Stored data →

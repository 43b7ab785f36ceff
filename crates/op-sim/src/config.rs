//! Run-level configuration: the fields the slave command line and blueprint
//! configuration expose, layered on top of [`op_core::RunConfig`].

use clap::Parser;
use op_core::RunConfig;

/// Top-level configuration for one slave invocation.
///
/// Mirrors the slave command line's defaults (§6): all fields but the run
/// window itself are optional in practice, so every one carries a sane
/// default via [`Default`].
#[derive(Clone, Debug)]
pub struct SimConfig {
    /// Start/end time, update-rate window width, and RNG seed.
    pub run: RunConfig,

    /// 0..5, clamped; mapped to a `tracing` filter directive rather than a
    /// bespoke level enum.
    pub log_level: u8,

    pub log_file: String,
    pub lib_path: String,
    pub configs_path: String,
    pub results_path: String,

    /// Assumed maximum deceleration (m/s^2) used by spawn control's
    /// collision-avoidance gate.
    pub max_deceleration: f64,
    /// Assumed time-to-brake (s) used by the same gate.
    pub assumed_time_to_brake_s: f64,
}

impl SimConfig {
    pub fn new(run: RunConfig) -> Self {
        Self::default_with_run(run)
    }

    fn default_with_run(run: RunConfig) -> Self {
        Self {
            run,
            log_level: 0,
            log_file: "OpenPassSlave.log".to_string(),
            lib_path: "lib".to_string(),
            configs_path: "configs".to_string(),
            results_path: "results".to_string(),
            max_deceleration: 6.0,
            assumed_time_to_brake_s: 2.0,
        }
    }

    /// Clamp `log_level` into the documented `0..5` range and turn it into a
    /// `tracing-subscriber` env-filter directive, most-verbose at 5.
    pub fn tracing_filter_directive(&self) -> &'static str {
        match self.log_level.min(5) {
            0 => "error",
            1 => "warn",
            2 => "info",
            3 => "debug",
            _ => "trace",
        }
    }
}

impl Default for SimConfig {
    fn default() -> Self {
        Self::default_with_run(RunConfig::new(0, 0, 0))
    }
}

/// The slave command line (§6): every flag optional, with the same defaults
/// `SimConfig` itself carries.
#[derive(Parser, Clone, Debug)]
#[command(name = "OpenPassSlave")]
pub struct SlaveArgs {
    #[arg(long = "logLevel", default_value_t = 0)]
    pub log_level: u8,

    #[arg(long = "logFile", default_value = "OpenPassSlave.log")]
    pub log_file: String,

    #[arg(long = "lib", default_value = "lib")]
    pub lib_path: String,

    #[arg(long = "configs", default_value = "configs")]
    pub configs_path: String,

    #[arg(long = "results", default_value = "results")]
    pub results_path: String,
}

impl SlaveArgs {
    /// Layer the parsed command line onto an otherwise-default `SimConfig`.
    /// `run` still has to come from the resolved scenario/profile
    /// configuration, which this crate doesn't parse (§1 Non-goals).
    pub fn into_config(self, run: RunConfig) -> SimConfig {
        SimConfig {
            run,
            log_level: self.log_level,
            log_file: self.log_file,
            lib_path: self.lib_path,
            configs_path: self.configs_path,
            results_path: self.results_path,
            ..SimConfig::default_with_run(RunConfig::new(0, 0, 0))
        }
    }
}

#[cfg(test)]
mod tests {
    use super::*;

    #[test]
    fn defaults_match_slave_command_line() {
        let config = SimConfig::default();
        assert_eq!(config.log_level, 0);
        assert_eq!(config.log_file, "OpenPassSlave.log");
        assert_eq!(config.lib_path, "lib");
        assert_eq!(config.configs_path, "configs");
        assert_eq!(config.results_path, "results");
    }

    #[test]
    fn log_level_clamps_and_maps_to_a_filter() {
        let mut config = SimConfig::default();
        config.log_level = 9;
        assert_eq!(config.tracing_filter_directive(), "trace");
    }

    #[test]
    fn slave_args_with_no_flags_match_the_documented_defaults() {
        let args = SlaveArgs::parse_from(["OpenPassSlave"]);
        let config = args.into_config(RunConfig::new(0, 10_000, 0));
        assert_eq!(config.log_level, 0);
        assert_eq!(config.log_file, "OpenPassSlave.log");
        assert_eq!(config.lib_path, "lib");
        assert_eq!(config.configs_path, "configs");
        assert_eq!(config.results_path, "results");
        assert_eq!(config.run.end_time_ms, 10_000);
    }

    #[test]
    fn slave_args_override_individual_flags() {
        let args = SlaveArgs::parse_from(["OpenPassSlave", "--logLevel", "3", "--results", "out"]);
        let config = args.into_config(RunConfig::new(0, 0, 0));
        assert_eq!(config.log_level, 3);
        assert_eq!(config.results_path, "out");
        assert_eq!(config.lib_path, "lib");
    }
}
//! The `Component` trait and the per-agent registry that stores instances
//! of it.

use std::any::Any;
use std::collections::HashMap;

use op_core::{ComponentId, Tick};

use crate::error::ComponentResult;
use crate::signal::Signal;

/// The five kinds of component the reference model distinguishes, used by
/// the scheduler to decide init-vs-recurring task placement and by the
/// component registry's factory lookup.
#[derive(Clone, Copy, Debug, PartialEq, Eq)]
pub enum ComponentKind {
    Sensor,
    Algorithm,
    Dynamics,
    Init,
    Driver,
}

/// Identity and scheduling parameters of a component instance, set once at
/// construction and never mutated afterward.
#[derive(Clone, Debug)]
pub struct ComponentMeta {
    pub id: ComponentId,
    pub kind: ComponentKind,
    pub priority: i32,
    pub cycle_time_ms: i64,
    pub offset_ms: i64,
    pub response_time_ms: i64,
    /// Init components run once at bootstrap rather than recurring every
    /// `cycle_time_ms`.
    pub init: bool,
}

/// A polymorphic unit in an agent's component graph.
///
/// `as_any`/`as_any_mut` mirror the teacher's type-erased component-vector
/// downcast: callers that need a concrete component's internal state (the
/// output writer reading a dynamics component's last computed force, say)
/// can downcast through [`ComponentMap::downcast_ref`] rather than the
/// trait growing an accessor for every implementor.
pub trait Component: Send {
    fn meta(&self) -> &ComponentMeta;

    /// Latch `signal` into input port `port_id`. Implementors must leave
    /// their state untouched on `Err` rather than partially applying it.
    fn update_input(&mut self, port_id: u8, signal: &Signal, t: Tick) -> ComponentResult<()>;

    /// Produce a freshly owned signal for output port `port_id`.
    fn update_output(&mut self, port_id: u8, t: Tick) -> ComponentResult<Signal>;

    /// Run the component's step using previously latched inputs. Outputs
    /// are not produced here; they are pulled on demand by `update_output`.
    fn trigger(&mut self, t: Tick) -> ComponentResult<()>;

    fn as_any(&self) -> &dyn Any;
    fn as_any_mut(&mut self) -> &mut dyn Any;
}

/// Per-agent registry of component instances, keyed by `ComponentId`.
///
/// Unlike the teacher's dense, `AgentId`-indexed `ComponentMap` (one
/// `Vec<T>` per component type shared by every agent), each agent here
/// owns its own small, heterogeneous map of boxed components — the
/// openPASS component graph is a handful of instances per agent rather
/// than one dense column per type across the whole population.
#[derive(Default)]
pub struct ComponentMap {
    components: HashMap<ComponentId, Box<dyn Component>>,
}

impl ComponentMap {
    pub fn new() -> Self {
        Self::default()
    }

    pub fn insert(&mut self, component: Box<dyn Component>) {
        self.components.insert(component.meta().id, component);
    }

    pub fn get(&self, id: ComponentId) -> Option<&dyn Component> {
        self.components.get(&id).map(|c| c.as_ref())
    }

    pub fn get_mut(&mut self, id: ComponentId) -> Option<&mut Box<dyn Component>> {
        self.components.get_mut(&id)
    }

    pub fn downcast_ref<T: 'static>(&self, id: ComponentId) -> Option<&T> {
        self.get(id)?.as_any().downcast_ref::<T>()
    }

    pub fn downcast_mut<T: 'static>(&mut self, id: ComponentId) -> Option<&mut T> {
        self.get_mut(id)?.as_any_mut().downcast_mut::<T>()
    }

    pub fn ids(&self) -> impl Iterator<Item = ComponentId> + '_ {
        self.components.keys().copied()
    }

    pub fn len(&self) -> usize {
        self.components.len()
    }

    pub fn is_empty(&self) -> bool {
        self.components.is_empty()
    }
}

#[cfg(test)]
mod tests {
    use super::*;

    struct Echo {
        meta: ComponentMeta,
        last_input: Option<f64>,
    }

    impl Component for Echo {
        fn meta(&self) -> &ComponentMeta {
            &self.meta
        }

        fn update_input(&mut self, port_id: u8, signal: &Signal, _t: Tick) -> ComponentResult<()> {
            if port_id != 0 {
                return Err(crate::error::ComponentError::InvalidLink(self.meta.id, port_id));
            }
            self.last_input = signal.as_scalar();
            Ok(())
        }

        fn update_output(&mut self, _port_id: u8, _t: Tick) -> ComponentResult<Signal> {
            Ok(Signal::Scalar(self.last_input.unwrap_or(0.0)))
        }

        fn trigger(&mut self, _t: Tick) -> ComponentResult<()> {
            Ok(())
        }

        fn as_any(&self) -> &dyn std::any::Any {
            self
        }

        fn as_any_mut(&mut self) -> &mut dyn std::any::Any {
            self
        }
    }

    #[test]
    fn map_roundtrips_and_downcasts() {
        let id = ComponentId(0);
        let mut map = ComponentMap::new();
        map.insert(Box::new(Echo {
            meta: ComponentMeta {
                id,
                kind: ComponentKind::Algorithm,
                priority: 0,
                cycle_time_ms: 100,
                offset_ms: 0,
                response_time_ms: 0,
                init: false,
            },
            last_input: None,
        }));

        map.get_mut(id)
            .unwrap()
            .update_input(0, &Signal::Scalar(4.2), Tick::ZERO)
            .unwrap();

        let echo: &Echo = map.downcast_ref(id).unwrap();
        assert_eq!(echo.last_input, Some(4.2));
    }
}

Activity →
Work out how many lines in the records above hold the string "window", then give only that count.

Written answer →
2